* Data extract *
>>>

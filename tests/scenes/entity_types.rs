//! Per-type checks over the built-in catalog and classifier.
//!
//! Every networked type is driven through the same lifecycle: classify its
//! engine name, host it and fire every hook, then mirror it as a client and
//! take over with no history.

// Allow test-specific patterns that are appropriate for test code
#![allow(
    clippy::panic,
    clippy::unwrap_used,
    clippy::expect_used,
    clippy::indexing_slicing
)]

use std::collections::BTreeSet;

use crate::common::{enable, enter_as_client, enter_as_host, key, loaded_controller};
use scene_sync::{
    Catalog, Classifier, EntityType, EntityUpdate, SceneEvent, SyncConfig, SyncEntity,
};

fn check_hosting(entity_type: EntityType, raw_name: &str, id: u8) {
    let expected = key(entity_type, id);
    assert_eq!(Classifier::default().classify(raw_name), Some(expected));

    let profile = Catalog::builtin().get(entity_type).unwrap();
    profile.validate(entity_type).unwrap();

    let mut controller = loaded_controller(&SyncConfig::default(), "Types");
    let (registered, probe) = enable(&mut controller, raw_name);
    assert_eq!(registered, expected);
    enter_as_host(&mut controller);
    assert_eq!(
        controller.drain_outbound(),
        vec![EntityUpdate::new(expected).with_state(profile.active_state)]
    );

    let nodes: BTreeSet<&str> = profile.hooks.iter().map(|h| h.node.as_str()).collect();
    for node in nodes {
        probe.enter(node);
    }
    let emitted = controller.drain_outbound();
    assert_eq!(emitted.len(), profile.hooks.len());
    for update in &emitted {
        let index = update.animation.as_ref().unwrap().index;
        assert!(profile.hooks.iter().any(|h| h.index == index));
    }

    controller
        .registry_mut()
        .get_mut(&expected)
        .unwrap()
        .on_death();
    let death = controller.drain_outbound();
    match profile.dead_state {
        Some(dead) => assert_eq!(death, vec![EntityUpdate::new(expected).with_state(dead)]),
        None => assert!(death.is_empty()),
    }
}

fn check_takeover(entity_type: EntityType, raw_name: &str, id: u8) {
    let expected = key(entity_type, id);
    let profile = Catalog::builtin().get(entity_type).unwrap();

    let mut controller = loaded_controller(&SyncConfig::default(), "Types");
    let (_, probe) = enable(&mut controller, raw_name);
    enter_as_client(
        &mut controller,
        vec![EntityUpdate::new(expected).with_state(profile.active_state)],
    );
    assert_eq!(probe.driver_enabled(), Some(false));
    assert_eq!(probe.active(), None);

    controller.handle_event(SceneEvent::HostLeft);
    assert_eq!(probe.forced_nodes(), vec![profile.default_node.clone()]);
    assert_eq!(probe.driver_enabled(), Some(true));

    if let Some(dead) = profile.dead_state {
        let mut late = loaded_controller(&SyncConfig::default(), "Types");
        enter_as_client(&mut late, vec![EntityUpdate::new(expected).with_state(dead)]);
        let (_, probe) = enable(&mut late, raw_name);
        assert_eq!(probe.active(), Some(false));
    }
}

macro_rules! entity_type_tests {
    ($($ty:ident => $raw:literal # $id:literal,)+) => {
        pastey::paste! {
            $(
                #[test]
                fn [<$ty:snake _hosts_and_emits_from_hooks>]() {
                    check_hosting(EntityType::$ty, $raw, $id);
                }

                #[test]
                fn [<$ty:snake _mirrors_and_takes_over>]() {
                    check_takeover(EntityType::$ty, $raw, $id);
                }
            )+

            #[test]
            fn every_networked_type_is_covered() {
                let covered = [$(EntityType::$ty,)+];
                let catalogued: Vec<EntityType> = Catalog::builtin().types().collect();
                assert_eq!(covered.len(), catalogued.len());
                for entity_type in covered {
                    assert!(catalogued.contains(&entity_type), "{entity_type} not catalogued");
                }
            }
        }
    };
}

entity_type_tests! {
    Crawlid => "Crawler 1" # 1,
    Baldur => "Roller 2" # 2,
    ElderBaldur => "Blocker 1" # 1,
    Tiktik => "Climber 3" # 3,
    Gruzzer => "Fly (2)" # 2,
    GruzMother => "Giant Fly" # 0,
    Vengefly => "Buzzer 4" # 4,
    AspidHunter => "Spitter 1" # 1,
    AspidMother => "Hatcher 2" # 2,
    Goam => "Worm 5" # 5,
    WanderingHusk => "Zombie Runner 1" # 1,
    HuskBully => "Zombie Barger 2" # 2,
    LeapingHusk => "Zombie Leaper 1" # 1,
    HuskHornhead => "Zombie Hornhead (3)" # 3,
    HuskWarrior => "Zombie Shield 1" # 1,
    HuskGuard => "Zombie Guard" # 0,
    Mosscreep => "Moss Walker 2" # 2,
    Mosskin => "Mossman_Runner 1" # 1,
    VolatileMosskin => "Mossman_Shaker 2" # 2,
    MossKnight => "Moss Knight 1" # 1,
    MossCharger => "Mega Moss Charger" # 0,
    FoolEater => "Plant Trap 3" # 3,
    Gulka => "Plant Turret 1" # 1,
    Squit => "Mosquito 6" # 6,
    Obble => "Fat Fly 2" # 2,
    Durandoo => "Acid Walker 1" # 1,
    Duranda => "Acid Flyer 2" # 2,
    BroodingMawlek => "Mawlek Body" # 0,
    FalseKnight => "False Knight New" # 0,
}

<<<
>>>

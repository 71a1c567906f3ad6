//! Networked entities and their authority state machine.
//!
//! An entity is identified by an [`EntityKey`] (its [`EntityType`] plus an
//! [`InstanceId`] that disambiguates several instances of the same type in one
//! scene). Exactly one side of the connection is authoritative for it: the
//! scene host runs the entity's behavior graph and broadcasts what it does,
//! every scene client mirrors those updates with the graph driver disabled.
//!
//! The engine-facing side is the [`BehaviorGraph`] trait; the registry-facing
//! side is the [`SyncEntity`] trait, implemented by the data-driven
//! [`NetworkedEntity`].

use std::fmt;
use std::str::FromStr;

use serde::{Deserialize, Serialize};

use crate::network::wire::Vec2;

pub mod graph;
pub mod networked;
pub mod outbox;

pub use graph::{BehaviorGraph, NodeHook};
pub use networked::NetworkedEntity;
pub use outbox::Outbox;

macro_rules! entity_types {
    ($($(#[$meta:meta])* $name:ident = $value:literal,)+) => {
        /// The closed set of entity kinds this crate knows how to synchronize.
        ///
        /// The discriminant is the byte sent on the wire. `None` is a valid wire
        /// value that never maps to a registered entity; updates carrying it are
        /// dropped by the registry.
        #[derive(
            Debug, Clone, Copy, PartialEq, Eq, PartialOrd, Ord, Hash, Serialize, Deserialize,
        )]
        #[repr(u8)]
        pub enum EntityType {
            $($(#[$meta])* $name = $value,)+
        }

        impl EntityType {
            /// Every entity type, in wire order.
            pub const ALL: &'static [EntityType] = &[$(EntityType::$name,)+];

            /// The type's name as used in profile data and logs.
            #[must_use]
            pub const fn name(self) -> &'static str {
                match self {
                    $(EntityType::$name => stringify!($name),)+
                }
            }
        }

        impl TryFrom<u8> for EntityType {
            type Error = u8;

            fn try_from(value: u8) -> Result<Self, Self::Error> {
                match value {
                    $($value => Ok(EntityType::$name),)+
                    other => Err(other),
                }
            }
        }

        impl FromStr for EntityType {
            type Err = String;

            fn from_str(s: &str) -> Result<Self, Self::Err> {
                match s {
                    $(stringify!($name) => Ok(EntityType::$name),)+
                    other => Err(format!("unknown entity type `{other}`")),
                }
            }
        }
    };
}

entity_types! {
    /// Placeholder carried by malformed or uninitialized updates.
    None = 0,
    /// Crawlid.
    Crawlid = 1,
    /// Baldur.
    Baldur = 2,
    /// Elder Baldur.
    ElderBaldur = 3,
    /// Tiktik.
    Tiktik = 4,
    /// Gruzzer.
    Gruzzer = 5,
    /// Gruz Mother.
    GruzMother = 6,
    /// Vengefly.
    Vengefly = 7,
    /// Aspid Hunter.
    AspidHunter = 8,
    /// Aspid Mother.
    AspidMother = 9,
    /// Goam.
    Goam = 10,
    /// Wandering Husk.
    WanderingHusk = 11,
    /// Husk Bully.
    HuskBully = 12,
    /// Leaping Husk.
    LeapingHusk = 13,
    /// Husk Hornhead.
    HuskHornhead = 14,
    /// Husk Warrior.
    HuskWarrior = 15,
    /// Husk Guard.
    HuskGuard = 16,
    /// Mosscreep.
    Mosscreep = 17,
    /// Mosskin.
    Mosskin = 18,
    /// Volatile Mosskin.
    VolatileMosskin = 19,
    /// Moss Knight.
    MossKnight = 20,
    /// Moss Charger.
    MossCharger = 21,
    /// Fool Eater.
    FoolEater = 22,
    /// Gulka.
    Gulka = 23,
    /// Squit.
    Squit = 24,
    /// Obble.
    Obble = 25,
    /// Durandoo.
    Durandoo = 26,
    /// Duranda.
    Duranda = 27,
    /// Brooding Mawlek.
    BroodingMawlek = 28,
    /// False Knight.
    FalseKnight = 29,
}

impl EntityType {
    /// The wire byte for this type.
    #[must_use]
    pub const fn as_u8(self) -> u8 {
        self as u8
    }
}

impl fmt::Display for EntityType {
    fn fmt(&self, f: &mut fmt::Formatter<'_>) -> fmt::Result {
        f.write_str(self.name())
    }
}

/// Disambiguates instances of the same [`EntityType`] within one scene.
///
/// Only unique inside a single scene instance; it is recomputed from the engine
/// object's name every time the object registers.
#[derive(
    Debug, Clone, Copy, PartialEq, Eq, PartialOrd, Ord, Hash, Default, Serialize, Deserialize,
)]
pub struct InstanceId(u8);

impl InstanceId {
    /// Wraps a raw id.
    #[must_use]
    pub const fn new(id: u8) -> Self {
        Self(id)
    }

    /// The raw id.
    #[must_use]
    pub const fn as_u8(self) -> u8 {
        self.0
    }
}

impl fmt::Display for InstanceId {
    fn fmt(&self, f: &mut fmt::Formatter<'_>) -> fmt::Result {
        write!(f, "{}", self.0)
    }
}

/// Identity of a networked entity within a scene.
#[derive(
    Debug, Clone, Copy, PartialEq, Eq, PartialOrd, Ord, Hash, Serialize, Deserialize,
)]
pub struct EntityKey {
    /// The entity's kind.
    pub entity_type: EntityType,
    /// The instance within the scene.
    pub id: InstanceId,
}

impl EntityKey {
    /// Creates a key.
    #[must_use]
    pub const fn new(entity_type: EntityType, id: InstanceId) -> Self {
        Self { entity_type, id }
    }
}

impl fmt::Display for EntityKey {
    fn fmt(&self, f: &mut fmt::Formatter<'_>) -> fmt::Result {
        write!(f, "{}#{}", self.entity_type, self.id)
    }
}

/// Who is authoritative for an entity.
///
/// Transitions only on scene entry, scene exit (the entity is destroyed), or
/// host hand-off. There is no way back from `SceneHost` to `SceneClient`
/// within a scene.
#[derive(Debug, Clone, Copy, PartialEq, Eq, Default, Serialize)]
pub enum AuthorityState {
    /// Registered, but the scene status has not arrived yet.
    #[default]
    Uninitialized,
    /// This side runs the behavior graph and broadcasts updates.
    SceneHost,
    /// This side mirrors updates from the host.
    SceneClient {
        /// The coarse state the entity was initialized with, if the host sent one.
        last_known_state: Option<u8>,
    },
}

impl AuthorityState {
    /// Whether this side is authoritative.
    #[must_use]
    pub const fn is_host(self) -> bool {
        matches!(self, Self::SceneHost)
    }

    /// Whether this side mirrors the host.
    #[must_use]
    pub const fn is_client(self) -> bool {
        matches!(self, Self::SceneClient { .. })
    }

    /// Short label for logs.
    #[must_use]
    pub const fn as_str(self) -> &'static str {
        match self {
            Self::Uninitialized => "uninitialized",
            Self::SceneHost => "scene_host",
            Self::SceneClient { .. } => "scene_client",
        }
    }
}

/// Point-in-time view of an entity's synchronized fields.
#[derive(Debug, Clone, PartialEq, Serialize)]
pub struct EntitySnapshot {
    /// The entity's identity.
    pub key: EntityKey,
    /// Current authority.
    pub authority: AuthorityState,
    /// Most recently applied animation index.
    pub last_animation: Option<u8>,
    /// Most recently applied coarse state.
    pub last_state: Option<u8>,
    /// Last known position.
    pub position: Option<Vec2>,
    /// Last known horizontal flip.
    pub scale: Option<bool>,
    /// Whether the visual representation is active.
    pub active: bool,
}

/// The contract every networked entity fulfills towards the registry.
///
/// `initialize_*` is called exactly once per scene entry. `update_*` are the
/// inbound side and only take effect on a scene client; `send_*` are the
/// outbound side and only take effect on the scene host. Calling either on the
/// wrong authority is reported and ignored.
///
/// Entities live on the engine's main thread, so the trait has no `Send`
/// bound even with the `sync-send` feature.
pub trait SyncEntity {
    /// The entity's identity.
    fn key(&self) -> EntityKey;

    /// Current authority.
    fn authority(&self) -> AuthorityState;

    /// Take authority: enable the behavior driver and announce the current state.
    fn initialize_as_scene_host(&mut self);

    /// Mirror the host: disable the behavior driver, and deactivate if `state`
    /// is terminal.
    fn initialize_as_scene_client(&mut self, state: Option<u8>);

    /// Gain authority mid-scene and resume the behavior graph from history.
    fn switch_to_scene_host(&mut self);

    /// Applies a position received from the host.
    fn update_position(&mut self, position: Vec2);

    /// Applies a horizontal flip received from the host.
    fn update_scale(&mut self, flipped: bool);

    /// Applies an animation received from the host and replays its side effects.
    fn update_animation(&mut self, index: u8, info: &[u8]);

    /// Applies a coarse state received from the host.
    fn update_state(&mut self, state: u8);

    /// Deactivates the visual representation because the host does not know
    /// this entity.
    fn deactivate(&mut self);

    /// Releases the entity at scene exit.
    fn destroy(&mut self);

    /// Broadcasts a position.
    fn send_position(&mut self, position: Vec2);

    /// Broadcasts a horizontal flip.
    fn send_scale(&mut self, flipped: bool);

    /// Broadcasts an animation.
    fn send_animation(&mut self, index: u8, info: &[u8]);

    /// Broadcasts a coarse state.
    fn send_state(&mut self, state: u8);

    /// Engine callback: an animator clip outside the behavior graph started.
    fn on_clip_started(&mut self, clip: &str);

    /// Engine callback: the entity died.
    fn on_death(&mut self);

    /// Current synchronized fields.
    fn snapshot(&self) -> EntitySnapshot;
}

<<<

Search the data above for the word "Mosscreep", then gather each line in which it appears.

    Mosscreep => "Moss Walker 2" # 2,
    /// Mosscreep.
    Mosscreep = 17,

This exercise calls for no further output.